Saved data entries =

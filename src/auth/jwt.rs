use std::time::Duration;

use axum::{
    extract::{FromRef, FromRequestParts},
    http::request::Parts,
};
use jsonwebtoken::{decode, encode, DecodingKey, EncodingKey, Header, Validation};
use serde::{Deserialize, Serialize};
use time::{Duration as TimeDuration, OffsetDateTime};
use tracing::{debug, warn};
use uuid::Uuid;

use crate::{config::JwtConfig, error::ApiError, state::AppState};

/// JWT payload: identity claims verified without any server-side session state.
#[derive(Debug, Clone, Serialize, Deserialize)]
pub struct Claims {
    pub sub: Uuid,     // user ID
    pub email: String, // user email
    pub iat: usize,    // issued at (unix timestamp)
    pub exp: usize,    // expires at (unix timestamp)
}

#[derive(Clone)]
pub struct JwtKeys {
    pub encoding: EncodingKey,
    pub decoding: DecodingKey,
    pub ttl: Duration,
}

impl FromRef<AppState> for JwtKeys {
    fn from_ref(state: &AppState) -> Self {
        let JwtConfig { secret, ttl_days } = state.config.jwt.clone();
        Self {
            encoding: EncodingKey::from_secret(secret.as_bytes()),
            decoding: DecodingKey::from_secret(secret.as_bytes()),
            ttl: Duration::from_secs((ttl_days as u64) * 24 * 60 * 60),
        }
    }
}

impl JwtKeys {
    pub fn sign(&self, user_id: Uuid, email: &str) -> anyhow::Result<String> {
        let now = OffsetDateTime::now_utc();
        let exp = now + TimeDuration::seconds(self.ttl.as_secs() as i64);
        let claims = Claims {
            sub: user_id,
            email: email.to_string(),
            iat: now.unix_timestamp() as usize,
            exp: exp.unix_timestamp() as usize,
        };
        let token = encode(&Header::default(), &claims, &self.encoding)?;
        debug!(user_id = %user_id, "jwt signed");
        Ok(token)
    }

    pub fn verify(&self, token: &str) -> anyhow::Result<Claims> {
        let data = decode::<Claims>(token, &self.decoding, &Validation::default())?;
        debug!(user_id = %data.claims.sub, "jwt verified");
        Ok(data.claims)
    }
}

/// Authentication guard: extracts the bearer token and attaches its claims.
#[derive(Debug)]
pub struct AuthUser(pub Claims);

#[axum::async_trait]
impl<S> FromRequestParts<S> for AuthUser
where
    S: Send + Sync,
    JwtKeys: FromRef<S>,
{
    type Rejection = ApiError;

    async fn from_request_parts(parts: &mut Parts, state: &S) -> Result<Self, Self::Rejection> {
        let keys = JwtKeys::from_ref(state);
        let auth_header = parts
            .headers
            .get(axum::http::header::AUTHORIZATION)
            .and_then(|v| v.to_str().ok())
            .ok_or(ApiError::MissingToken)?;

        let token = auth_header
            .strip_prefix("Bearer ")
            .ok_or(ApiError::MissingToken)?;

        match keys.verify(token) {
            Ok(claims) => Ok(AuthUser(claims)),
            Err(_) => {
                warn!("invalid or expired token");
                Err(ApiError::InvalidToken)
            }
        }
    }
}
use axum::{
    extract::{FromRef, State},
    http::StatusCode,
    routing::post,
    Json, Router,
};
use lazy_static::lazy_static;
use regex::Regex;
use tracing::{info, instrument, warn};

use crate::{
    auth::{
        dto::{AuthResponse, LoginRequest, PublicUser, RegisterRequest},
        jwt::JwtKeys,
        password::{hash_password, verify_password},
        repo::User,
    },
    error::ApiError,
    state::AppState,
};

pub fn auth_routes() -> Router<AppState> {
    Router::new()
        .route("/api/register", post(register))
        .route("/api/login", post(login))
}

pub(crate) fn is_valid_email(email: &str) -> bool {
    lazy_static! {
        static ref EMAIL_RE: Regex = Regex::new(r"^[^@\s]+@[^@\s]+\.[^@\s]+$").unwrap();
    }
    EMAIL_RE.is_match(email)
}

#[instrument(skip(state, payload))]
pub async fn register(
    State(state): State<AppState>,
    Json(mut payload): Json<RegisterRequest>,
) -> Result<(StatusCode, Json<AuthResponse>), ApiError> {
    payload.email = payload.email.trim().to_lowercase();

    if !is_valid_email(&payload.email) {
        warn!(email = %payload.email, "invalid email");
        return Err(ApiError::Validation("Invalid email".into()));
    }

    if User::find_by_email(&state.db, &payload.email).await?.is_some() {
        warn!(email = %payload.email, "email already registered");
        return Err(ApiError::Conflict);
    }

    let hash = hash_password(&payload.password)?;
    let user = User::create(&state.db, &payload.name, &payload.email, &hash).await?;

    let keys = JwtKeys::from_ref(&state);
    let token = keys.sign(user.id, &user.email)?;

    info!(user_id = %user.id, email = %user.email, "user registered");
    Ok((
        StatusCode::CREATED,
        Json(AuthResponse {
            token,
            user: PublicUser {
                id: user.id,
                name: user.name,
                email: user.email,
            },
        }),
    ))
}

#[instrument(skip(state, payload))]
pub async fn login(
    State(state): State<AppState>,
    Json(mut payload): Json<LoginRequest>,
) -> Result<Json<AuthResponse>, ApiError> {
    payload.email = payload.email.trim().to_lowercase();

    let user = match User::find_by_email(&state.db, &payload.email).await? {
        Some(u) => u,
        None => {
            warn!(email = %payload.email, "login unknown email");
            return Err(ApiError::InvalidCredentials);
        }
    };

    if !verify_password(&payload.password, &user.password_hash)? {
        warn!(email = %payload.email, user_id = %user.id, "login invalid password");
        return Err(ApiError::InvalidCredentials);
    }

    let keys = JwtKeys::from_ref(&state);
    let token = keys.sign(user.id, &user.email)?;

    info!(user_id = %user.id, email = %user.email, "user logged in");
    Ok(Json(AuthResponse {
        token,
        user: PublicUser {
            id: user.id,
            name: user.name,
            email: user.email,
        },
    }))
}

Your goal =
Every line in the data that holds the string "Regex" should be returned.

Output of the exercise =
use regex::Regex;
        static ref EMAIL_RE: Regex = Regex::new(r"^[^@\s]+@[^@\s]+\.[^@\s]+$").unwrap();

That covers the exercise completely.